The procedure for cardiac resynchronization therapy, or CRT, is performed by a specialized cardiologist who will use minimally invasive catheters to position wires inside the chambers of the heart. Once the wires are in place, they are connected to a pacemaker. The pacemaker is then programmed to retime the ventricles and improve your heart’s ability to pump blood. The procedure is performed in a hospital, and your doctor may have you stay in the hospital for monitoring after the procedure. In some cases, the pacemaker may need to be reprogrammed in order to be more effective.
The best treatments for ventricular dyssynchrony combine several approaches, including:
- Dietary adjustments
- Devices to treat ventricular dyssynchrony
Dietary changes such as eating a diet that is low in sodium and rich in fibers, plants, and omega-3 fatty acids can help promote a healthy heart.
Ventricular dyssynchrony is a form of heart failure and should not be taken lightly. However, working with heart disease specialists such as a cardiologist, heart failure navigator, and your primary care doctor can improve your quality of life when living with ventricular dyssynchrony. Some people can live for years with ventricular dyssynchrony.
Importantly, other diseases such as infections can be even more serious for people living with ventricular dyssynchrony. If you do not feel well or become sick, do not hesitate to reach out to your doctor.
Frequently Asked Questions
Is ventricular dyssynchrony a life-threatening condition?
Ventricular dyssynchrony is a serious medical condition and should be evaluated by a medical professional. There are a number of treatment options available that can help improve the lives of people with ventricular dyssynchrony.
What are the symptoms of ventricular dyssynchrony?
The most common symptoms are shortness of breath, difficulty climbing stairs or exercising, and swelling that is notable in the feet and ankles. You may also notice difficulty lying flat in bed or a persistent cough that won’t go away. All these are signs of ventricular dyssynchrony and should be evaluated by a healthcare professional.
How is ventricular dyssynchrony diagnosed?

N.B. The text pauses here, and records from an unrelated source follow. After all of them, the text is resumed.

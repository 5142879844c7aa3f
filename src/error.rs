//! Error types for stackpilot operations.
//!
//! Errors fall into three classes: transient remote failures (retried),
//! non-recoverable remote states (fatal at once) and local precondition
//! failures (fatal at once, with a descriptive message).

use std::path::PathBuf;
use thiserror::Error;

/// Result type alias for stackpilot operations
pub type Result<T> = std::result::Result<T, OpsError>;

/// Main error type for all stackpilot operations
#[derive(Error, Debug)]
pub enum OpsError {
    /// AWS CLI invocation errors
    #[error("AWS CLI error: {0}")]
    Aws(#[from] AwsError),

    /// Stack deploy/teardown errors
    #[error("Stack error: {0}")]
    Stack(#[from] StackError),

    /// Glacier restore errors
    #[error("Restore error: {0}")]
    Restore(#[from] RestoreError),

    /// Deployment plan errors
    #[error("Plan error: {0}")]
    Plan(#[from] PlanError),

    /// Job record persistence errors
    #[error("State error: {0}")]
    State(#[from] StateError),

    /// CLI argument errors
    #[error("CLI error: {0}")]
    Cli(#[from] CliError),

    /// IO errors
    #[error("IO error: {0}")]
    Io(#[from] std::io::Error),

    /// JSON serialization errors
    #[error("JSON error: {0}")]
    Json(#[from] serde_json::Error),

    /// TOML parse errors
    #[error("TOML error: {0}")]
    Toml(#[from] toml::de::Error),

    /// Generic errors from anyhow
    #[error("{0}")]
    Anyhow(#[from] anyhow::Error),
}

/// Failures talking to the `aws` binary itself
#[derive(Error, Debug)]
pub enum AwsError {
    /// The aws binary could not be found or started
    #[error("AWS CLI not available: {reason}")]
    NotInstalled {
        /// Reason for the error
        reason: String,
    },

    /// The command ran and exited non-zero
    #[error("`{command}` exited with code {exit_code:?}: {stderr}")]
    CommandFailed {
        /// Command line that failed
        command: String,
        /// Process exit code, if any
        exit_code: Option<i32>,
        /// Captured standard error
        stderr: String,
    },

    /// The command did not finish within the per-call timeout
    #[error("`{command}` timed out after {seconds}s")]
    TimedOut {
        /// Command line that timed out
        command: String,
        /// Timeout in seconds
        seconds: u64,
    },

    /// The command succeeded but its output could not be understood
    #[error("Unexpected output from `{command}`: {reason}")]
    UnexpectedOutput {
        /// Command line
        command: String,
        /// Reason for the error
        reason: String,
    },
}

/// Stack deployment and teardown errors
#[derive(Error, Debug)]
pub enum StackError {
    /// Stack is in a state the control plane will not move out of on its own
    #[error("Stack '{stack}' is in non-recoverable state {status}")]
    NonRecoverableState {
        /// Stack name
        stack: String,
        /// Reported status
        status: String,
        /// Deploy calls made before giving up
        attempts: u32,
    },

    /// Every allowed attempt failed with a transient error
    #[error("Deploy of '{stack}' failed after {attempts} attempt(s): {last_error}")]
    RetriesExhausted {
        /// Stack name
        stack: String,
        /// Number of attempts made
        attempts: u32,
        /// Error from the final attempt
        last_error: String,
    },

    /// Stack ended in DELETE_FAILED
    #[error("Delete of '{stack}' failed with status {status}")]
    DeleteFailed {
        /// Stack name
        stack: String,
        /// Reported status
        status: String,
    },

    /// Stack did not reach a terminal state before the wall-clock budget ran out
    #[error("Delete of '{stack}' timed out after {elapsed_secs}s (last status {last_status})")]
    DeleteTimedOut {
        /// Stack name
        stack: String,
        /// Seconds waited
        elapsed_secs: u64,
        /// Last status observed
        last_status: String,
    },

    /// Stack name rejected by CloudFormation naming rules
    #[error("Invalid stack name '{name}': must start with a letter and contain only letters, digits and hyphens (max 128)")]
    InvalidName {
        /// Offending name
        name: String,
    },

    /// Template file missing on disk
    #[error("Template file not found: {path}")]
    TemplateNotFound {
        /// Path where the template was expected
        path: PathBuf,
    },
}

/// Glacier restore errors
#[derive(Error, Debug)]
pub enum RestoreError {
    /// Date argument could not be parsed
    #[error("Invalid date '{value}': expected YYYY-MM-DD")]
    InvalidDate {
        /// Input value
        value: String,
    },

    /// Bucket name rejected by S3 naming rules
    #[error("Invalid bucket name '{name}'")]
    InvalidBucketName {
        /// Offending name
        name: String,
    },

    /// Unknown retrieval tier
    #[error("Unknown restore tier '{value}': expected expedited, standard or bulk")]
    UnknownTier {
        /// Input value
        value: String,
    },

    /// Nothing archived under the prefix
    #[error("No archived objects found in s3://{bucket}/{prefix}")]
    NoCandidates {
        /// Bucket name
        bucket: String,
        /// Key prefix
        prefix: String,
    },

    /// Retrieval tier not offered for the object's storage class
    #[error("Tier {tier} is not available for {storage_class} object '{key}'")]
    TierNotSupported {
        /// Object key
        key: String,
        /// Requested tier
        tier: String,
        /// Object storage class
        storage_class: String,
    },

    /// Restore request rejected for one object
    #[error("Restore request for '{key}' failed: {reason}")]
    RequestFailed {
        /// Object key
        key: String,
        /// Reason for the error
        reason: String,
    },

    /// Object key would escape the destination directory
    #[error("Refusing to download '{key}': key is not a relative path")]
    UnsafeKey {
        /// Object key
        key: String,
    },
}

/// Deployment plan errors
#[derive(Error, Debug)]
pub enum PlanError {
    /// Plan file missing
    #[error("Plan file not found: {path}")]
    NotFound {
        /// Expected path
        path: PathBuf,
    },

    /// Plan file failed to parse
    #[error("Failed to parse plan {path}: {reason}")]
    Parse {
        /// Plan path
        path: PathBuf,
        /// Reason for the error
        reason: String,
    },

    /// Two stacks share a component name
    #[error("Component '{component}' is declared more than once")]
    DuplicateComponent {
        /// Component name
        component: String,
    },

    /// Component selector names something the plan does not declare
    #[error("Unknown component '{component}' (available: {available:?})")]
    UnknownComponent {
        /// Requested component
        component: String,
        /// Declared components
        available: Vec<String>,
    },

    /// depends_on references a missing component
    #[error("Component '{component}' depends on undeclared component '{dependency}'")]
    UnknownDependency {
        /// Component name
        component: String,
        /// Missing dependency
        dependency: String,
    },

    /// depends_on forms a cycle
    #[error("Circular dependency detected involving component '{component}'")]
    CircularDependency {
        /// A component on the cycle
        component: String,
    },

    /// A placeholder could not be resolved
    #[error("Missing required parameter for '{component}': {reason}")]
    MissingParameter {
        /// Component name
        component: String,
        /// Reason for the error
        reason: String,
    },
}

/// Job record persistence errors
#[derive(Error, Debug)]
pub enum StateError {
    /// Job file corrupted
    #[error("Job file corrupted: {reason}")]
    Corrupted {
        /// Reason for the error
        reason: String,
    },

    /// No job with this id
    #[error("Restore job '{job_id}' not found")]
    NotFound {
        /// Job identifier
        job_id: String,
    },

    /// Job id contains characters that cannot be used as a file name
    #[error("Invalid job id '{job_id}'")]
    InvalidJobId {
        /// Job identifier
        job_id: String,
    },

    /// Job format version mismatch
    #[error("Job file version mismatch: expected {expected}, found {found}")]
    VersionMismatch {
        /// Expected version
        expected: String,
        /// Found version
        found: String,
    },

    /// Failed to save a record
    #[error("Failed to save state: {reason}")]
    SaveFailed {
        /// Reason for the error
        reason: String,
    },

    /// Failed to load a record
    #[error("Failed to load state: {reason}")]
    LoadFailed {
        /// Reason for the error
        reason: String,
    },
}

/// CLI-specific errors
#[derive(Error, Debug)]
pub enum CliError {
    /// Invalid command line arguments
    #[error("Invalid arguments: {reason}")]
    InvalidArguments {
        /// Reason for the error
        reason: String,
    },

    /// Missing required argument
    #[error("Missing required argument: {argument}")]
    MissingArgument {
        /// Argument name
        argument: String,
    },
}

impl OpsError {
    /// Get actionable recovery suggestions for this error
    pub fn recovery_suggestions(&self) -> Vec<String> {
        match self {
            OpsError::Aws(AwsError::NotInstalled { .. }) => vec![
                "Install the AWS CLI v2: https://docs.aws.amazon.com/cli/latest/userguide/getting-started-install.html".to_string(),
                "Or point --aws-bin at an existing aws binary".to_string(),
            ],
            OpsError::Aws(AwsError::CommandFailed { stderr, .. })
                if stderr.contains("ExpiredToken") || stderr.contains("Unable to locate credentials") =>
            {
                vec![
                    "Refresh credentials: aws sso login (or export new keys)".to_string(),
                    "Check the active profile with: aws sts get-caller-identity".to_string(),
                ]
            }
            OpsError::Stack(StackError::NonRecoverableState { stack, .. }) => vec![
                format!("Inspect failed resources: aws cloudformation describe-stack-events --stack-name {stack}"),
                format!("Delete the stack manually (retaining stuck resources if needed): aws cloudformation delete-stack --stack-name {stack}"),
            ],
            OpsError::Stack(StackError::RetriesExhausted { .. }) => vec![
                "Raise --max-retries or --retry-delay if the control plane is throttling".to_string(),
                "Run `stackpilot status` to see where the stack ended up".to_string(),
            ],
            OpsError::Stack(StackError::DeleteTimedOut { stack, .. }) => vec![
                format!("Deletion may still be running; check: aws cloudformation describe-stacks --stack-name {stack}"),
                "Re-run teardown with a larger --timeout".to_string(),
            ],
            OpsError::Stack(StackError::TemplateNotFound { .. }) => vec![
                "Template paths are resolved relative to the plan file".to_string(),
            ],
            OpsError::Restore(RestoreError::NoCandidates { .. }) => vec![
                "Check --prefix and --date-format against the bucket layout: aws s3 ls s3://<bucket>/".to_string(),
            ],
            OpsError::Restore(RestoreError::TierNotSupported { .. }) => vec![
                "DEEP_ARCHIVE objects can only be restored with the standard or bulk tier".to_string(),
            ],
            OpsError::State(StateError::NotFound { .. }) => vec![
                "List tracked jobs with: stackpilot restore jobs".to_string(),
                "Make sure --state-dir matches the one used at initiate time".to_string(),
            ],
            OpsError::Plan(PlanError::CircularDependency { .. }) => vec![
                "Remove the cycle from depends_on in the plan file".to_string(),
            ],
            _ => vec!["Check the error message above for specific details".to_string()],
        }
    }

    /// Deploy calls made before a deploy gave up, when the error records it
    pub fn deploy_attempts(&self) -> Option<u32> {
        match self {
            OpsError::Stack(
                StackError::RetriesExhausted { attempts, .. }
                | StackError::NonRecoverableState { attempts, .. },
            ) => Some(*attempts),
            _ => None,
        }
    }

    /// Check if this error is transient and worth retrying
    pub fn is_recoverable(&self) -> bool {
        matches!(
            self,
            OpsError::Aws(AwsError::CommandFailed { .. }) | OpsError::Aws(AwsError::TimedOut { .. })
        )
    }
}

#[cfg(test)]
mod tests {
    use super::*;

    #[test]
    fn test_only_remote_failures_are_recoverable() {
        let transient = OpsError::Aws(AwsError::TimedOut {
            command: "aws cloudformation deploy".to_string(),
            seconds: 30,
        });
        assert!(transient.is_recoverable());

        let fatal = OpsError::Stack(StackError::NonRecoverableState {
            stack: "app-dev-network".to_string(),
            status: "ROLLBACK_FAILED".to_string(),
            attempts: 1,
        });
        assert!(!fatal.is_recoverable());
        assert_eq!(fatal.deploy_attempts(), Some(1));

        let precondition = OpsError::Stack(StackError::TemplateNotFound {
            path: PathBuf::from("missing.yaml"),
        });
        assert!(!precondition.is_recoverable());
    }

    #[test]
    fn test_credential_failures_get_specific_suggestions() {
        let err = OpsError::Aws(AwsError::CommandFailed {
            command: "aws s3api head-object".to_string(),
            exit_code: Some(255),
            stderr: "Unable to locate credentials".to_string(),
        });
        let suggestions = err.recovery_suggestions();
        assert!(suggestions.iter().any(|s| s.contains("sts get-caller-identity")));
    }
}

To diagnose ventricular dyssynchrony, an echocardiogram, or ultrasound of the heart, must be performed. The ultrasound can show doctors images of the heart muscle as it is beating. By evaluating the different segments or regions of the heart, doctors can determine if there are regions that are out of sync with one another.
How is ventricular dyssynchrony treated?
Ventricular dyssynchrony is first treated with medications to help the heart pump more effectively, such as a class of medications called beta-blockers. In addition, cardiac resynchronization therapy, which uses a cardiac pacemaker, may be used to treat dyssynchrony.
What is electrical dyssynchrony?
The heart beats as a result of an electric signal in the heart. If the electrical signals in the heart are out of sync, then the heart muscle may beat abnormally. This can lead to electrical dyssynchrony. Commonly, arrhythmias such as bundle branch blocks, atrial fibrillation, and ventricular tachycardia are known to be linked to ventricular dyssynchrony.
What is septal dyssynchrony?
Septal dyssynchrony is used to describe when a specific portion of the heart, the septum that divides the right and left ventricle, is unable to beat in a coordinated manner. When the septum beats and moves abnormally, this can cause blood to flow in an abnormal way within the heart.
A Word From Get Meds Info
Ventricular dyssynchrony is an increasingly common heart condition and is linked to heart failure. Fortunately, many treatments are available. Connecting with a cardiologist, a physician who specializes in heart disease, is critical in order to treat and manage ventricular dyssynchrony.